I wouldn't necessarily oppose stricter measures for people who do this sort of
work. easy for me to say when I don't work in a nursing home, of course. in
principle, it would be comparable to the privacy you give up when you have to
get a security clearance for your job.

> The reason contact tracing has modest privacy implications is that the
> location history of most people isn't sensitive information (or exists
> already, with little additional harm incurred by giving it to public health
> workers).

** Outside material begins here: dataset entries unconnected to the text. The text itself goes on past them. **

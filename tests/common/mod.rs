use std::sync::Arc;

use axum::{
    body::Body,
    http::{Method, Request, StatusCode},
    middleware,
    routing::get,
    Router,
};
use rust_decimal::Decimal;
use sea_orm::{ActiveModelTrait, Set};
use serde_json::Value;
use tower::ServiceExt;
use uuid::Uuid;

use salesdesk_api::{
    auth::{hash_password, AuthConfig, AuthService, ROLE_ADMIN, ROLE_SALES},
    config::AppConfig,
    db,
    entities::{inventory_record, product, user},
    handlers::AppServices,
    AppState,
};

const TEST_JWT_SECRET: &str =
    "integration-test-secret-long-enough-for-hs256-signing-0123456789abcdef";

/// Harness that spins up the full router against an in-memory SQLite
/// database. A single connection keeps every query on the same
/// in-memory instance.
pub struct TestApp {
    router: Router,
    pub state: AppState,
    pub admin_id: Uuid,
    pub sales_id: Uuid,
    pub sales2_id: Uuid,
    admin_token: String,
    sales_token: String,
    sales2_token: String,
    auth_service: Arc<AuthService>,
}

impl TestApp {
    pub async fn new() -> Self {
        let mut cfg = AppConfig::new(
            "sqlite::memory:".to_string(),
            TEST_JWT_SECRET.to_string(),
            3600,
            "127.0.0.1".to_string(),
            18_080,
            "test".to_string(),
        );
        cfg.db_max_connections = 1;
        cfg.db_min_connections = 1;

        let pool = db::establish_connection_from_app_config(&cfg)
            .await
            .expect("failed to create test database");
        db::run_migrations(&pool)
            .await
            .expect("failed to run migrations in tests");

        let db_arc = Arc::new(pool);

        let auth_service = Arc::new(AuthService::new(AuthConfig::from_app_config(&cfg)));
        let services = AppServices::new(db_arc.clone(), &cfg, auth_service.clone());
        let state = AppState {
            db: db_arc.clone(),
            config: cfg,
            services,
        };

        let admin = Self::insert_user(&db_arc, "admin", ROLE_ADMIN, "admin123").await;
        let sales = Self::insert_user(&db_arc, "sales1", ROLE_SALES, "sales123").await;
        let sales2 = Self::insert_user(&db_arc, "sales2", ROLE_SALES, "sales123").await;

        let (admin_token, _) = auth_service
            .generate_token(&admin)
            .expect("mint admin token");
        let (sales_token, _) = auth_service
            .generate_token(&sales)
            .expect("mint sales token");
        let (sales2_token, _) = auth_service
            .generate_token(&sales2)
            .expect("mint sales2 token");

        let auth_service_for_layer = auth_service.clone();
        let api_router = salesdesk_api::api_v1_routes().layer(middleware::from_fn_with_state(
            auth_service_for_layer,
            |axum::extract::State(auth): axum::extract::State<Arc<AuthService>>,
             mut req: Request<Body>,
             next: axum::middleware::Next| async move {
                req.extensions_mut().insert(auth);
                next.run(req).await
            },
        ));

        let router = Router::new()
            .route("/health", get(salesdesk_api::health_check))
            .nest("/api/v1", api_router)
            .with_state(state.clone());

        Self {
            router,
            state,
            admin_id: admin.id,
            sales_id: sales.id,
            sales2_id: sales2.id,
            admin_token,
            sales_token,
            sales2_token,
            auth_service,
        }
    }

    async fn insert_user(
        db: &Arc<sea_orm::DatabaseConnection>,
        username: &str,
        role: &str,
        password: &str,
    ) -> user::Model {
        let model = user::ActiveModel {
            id: Set(Uuid::new_v4()),
            username: Set(username.to_string()),
            email: Set(format!("{}@test.local", username)),
            password_hash: Set(hash_password(password).expect("hash test password")),
            full_name: Set(format!("Test {}", username)),
            role: Set(role.to_string()),
            phone: Set(None),
            is_active: Set(true),
            ..Default::default()
        };
        model.insert(db.as_ref()).await.expect("insert test user")
    }

    #[allow(dead_code)]
    pub fn auth_service(&self) -> Arc<AuthService> {
        self.auth_service.clone()
    }

    pub fn admin_token(&self) -> &str {
        &self.admin_token
    }

    pub fn sales_token(&self) -> &str {
        &self.sales_token
    }

    #[allow(dead_code)]
    pub fn sales2_token(&self) -> &str {
        &self.sales2_token
    }

    /// Seed an active product with an optional stock record.
    #[allow(dead_code)]
    pub async fn seed_product(&self, name: &str, price: Decimal, stock: Option<i32>) -> Uuid {
        let db = self.state.db.as_ref();
        let model = product::ActiveModel {
            id: Set(Uuid::new_v4()),
            item_name: Set(name.to_string()),
            size: Set(None),
            trade_price: Set(price),
            return_price_market: Set(Decimal::ZERO),
            return_price_office: Set(Decimal::ZERO),
            category: Set(Some("Test".to_string())),
            description: Set(None),
            is_active: Set(true),
            ..Default::default()
        };
        let created = model.insert(db).await.expect("seed product");

        if let Some(stock) = stock {
            let record = inventory_record::ActiveModel {
                id: Set(Uuid::new_v4()),
                product_id: Set(created.id),
                current_stock: Set(stock),
                minimum_stock: Set(10),
                maximum_stock: Set(None),
                ..Default::default()
            };
            record.insert(db).await.expect("seed inventory record");
        }
        created.id
    }

    /// Send a request against the router with an optional bearer token.
    pub async fn request(
        &self,
        method: Method,
        uri: &str,
        body: Option<Value>,
        token: Option<&str>,
    ) -> axum::response::Response {
        let mut builder = Request::builder().method(method).uri(uri);

        if let Some(tok) = token {
            builder = builder.header("authorization", format!("Bearer {}", tok));
        }

        let body = if let Some(json) = body {
            builder = builder.header("content-type", "application/json");
            Body::from(serde_json::to_vec(&json).expect("failed to serialize json request body"))
        } else {
            Body::empty()
        };

        let request = builder.body(body).expect("failed to build request");
        self.router
            .clone()
            .oneshot(request)
            .await
            .expect("router error during test request")
    }

    pub async fn request_as_admin(
        &self,
        method: Method,
        uri: &str,
        body: Option<Value>,
    ) -> axum::response::Response {
        self.request(method, uri, body, Some(self.admin_token()))
            .await
    }

    pub async fn request_as_sales(
        &self,
        method: Method,
        uri: &str,
        body: Option<Value>,
    ) -> axum::response::Response {
        self.request(method, uri, body, Some(self.sales_token()))
            .await
    }
}

/// Parse a decimal field that may serialize as a string or a number.
#[allow(dead_code)]
pub fn decimal_field(value: &Value) -> Decimal {
    match value {
        Value::String(s) => s.parse().expect("decimal string"),
        Value::Number(n) => n.to_string().parse().expect("decimal number"),
        other => panic!("expected a decimal value, got {}", other),
    }
}

/// Read a JSON body from a response, asserting the expected status first.
pub async fn json_body(response: axum::response::Response, expected: StatusCode) -> Value {
    let status = response.status();
    let bytes = axum::body::to_bytes(response.into_body(), usize::MAX)
        .await
        .expect("read response body");
    assert_eq!(
        status,
        expected,
        "unexpected status, body: {}",
        String::from_utf8_lossy(&bytes)
    );
    serde_json::from_slice(&bytes).expect("response body should be JSON")
}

It's fine if you disagree with me on that point, but that's my
> argument, it isn't super serious if Bill over at the county health
> department sees that you encountered a sick individual at Wendy's, which is
> going to be the majority of the data.

I can certainly understand that my position looks a lot like closing the barn
doors after the horses have already run five miles down the road. google has
the gall to actually send me an email each month showing all the places it has
tracked me going. even if I delete my facebook account, it can still recognize
my face in pictures other people take.

I'm not happy about any of this, but at least now, the government has to put
on some charade of formality to access this information. giving it the power
to directly collect this data in plain view is another step in the wrong
direction. it adds more stuff to the pile of things we need to undo to get
where I personally want to be.

I don't think your argument is unreasonable, just that we're approaching this
from different perspectives. you're thinking about "how many people can we
bring with us to the other side?", while I'm thinking more about "what do we
want the other side to look like?".

------
buboard
I think the author is correct that people are missing the forest here. I know
plenty of people that would have no problem with public tracing of patients
(myself included), but it wouldn't be effective in stopping the virus here.
And not because the app's uptake would be small - people are dying to _do
something_ , anything, so they 'd download it. Maybe singaporeans did not
download it because they feel already protected enough by their health system,
but westerners feel so unprotected by them that they buy TP by the metric ton.

S.Korea and singapore/hong kong, those are densely populated areas/cities with
specific movement patterns among people and enough tehcnology infrastructure
to know what do something useful with the tracing information. In some western
cities, tracing would end up giving people constant alarms that they might be
infected, and that information wouldn't really be actionable or at least you
coulnd't trust that people would act on it. Western cities have no memory of
other plagues either.

Perhaps goverments should reward distancing and testing instead of punishing
offenders. Perhaps even pubs could open, provided they serve the same group of
10 people every monday. Western cities will need to figure out their own
policies until a cure is found, and they have to reflect their own character -
you can't just copy asian policies praying that they work.